In your answer, give each entry again exactly as it appears.

Entries provided Block Start

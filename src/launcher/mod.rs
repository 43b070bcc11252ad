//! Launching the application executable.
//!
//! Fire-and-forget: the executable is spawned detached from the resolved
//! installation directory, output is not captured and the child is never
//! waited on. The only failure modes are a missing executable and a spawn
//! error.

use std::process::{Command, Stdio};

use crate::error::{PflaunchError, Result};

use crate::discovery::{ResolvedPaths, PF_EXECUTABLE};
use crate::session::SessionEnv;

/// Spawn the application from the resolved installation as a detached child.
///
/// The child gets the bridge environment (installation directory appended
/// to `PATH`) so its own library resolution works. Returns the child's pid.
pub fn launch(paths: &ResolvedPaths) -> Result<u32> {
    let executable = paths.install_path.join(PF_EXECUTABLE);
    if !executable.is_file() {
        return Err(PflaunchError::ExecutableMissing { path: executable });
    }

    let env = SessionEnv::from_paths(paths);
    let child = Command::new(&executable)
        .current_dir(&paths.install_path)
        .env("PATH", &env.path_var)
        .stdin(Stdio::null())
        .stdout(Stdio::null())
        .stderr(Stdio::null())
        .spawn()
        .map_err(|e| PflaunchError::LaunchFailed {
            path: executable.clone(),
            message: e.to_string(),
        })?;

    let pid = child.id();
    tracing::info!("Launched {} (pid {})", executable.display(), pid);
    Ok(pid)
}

Entries provided Block End

Written response:
filename src/launcher/mod.rs
repository 43b070bcc11252ad
//! Launching the application executable.
//!
//! Fire-and-forget: the executable is spawned detached from the resolved
//! installation directory, output is not captured and the child is never
//! waited on. The only failure modes are a missing executable and a spawn
//! error.

use std::process::{Command, Stdio};

use crate::error::{PflaunchError, Result};

use crate::discovery::{ResolvedPaths, PF_EXECUTABLE};
use crate::session::SessionEnv;

/// Spawn the application from the resolved installation as a detached child.
///
/// The child gets the bridge environment (installation directory appended
/// to `PATH`) so its own library resolution works. Returns the child's pid.
pub fn launch(paths: &ResolvedPaths) -> Result<u32> {
    let executable = paths.install_path.join(PF_EXECUTABLE);
    if !executable.is_file() {
        return Err(PflaunchError::ExecutableMissing { path: executable });
    }

    let env = SessionEnv::from_paths(paths);
    let child = Command::new(&executable)
        .current_dir(&paths.install_path)
        .env("PATH", &env.path_var)
        .stdin(Stdio::null())
        .stdout(Stdio::null())
        .stderr(Stdio::null())
        .spawn()
        .map_err(|e| PflaunchError::LaunchFailed {
            path: executable.clone(),
            message: e.to_string(),
        })?;

    let pid = child.id();
    tracing::info!("Launched {} (pid {})", executable.display(), pid);
    Ok(pid)
}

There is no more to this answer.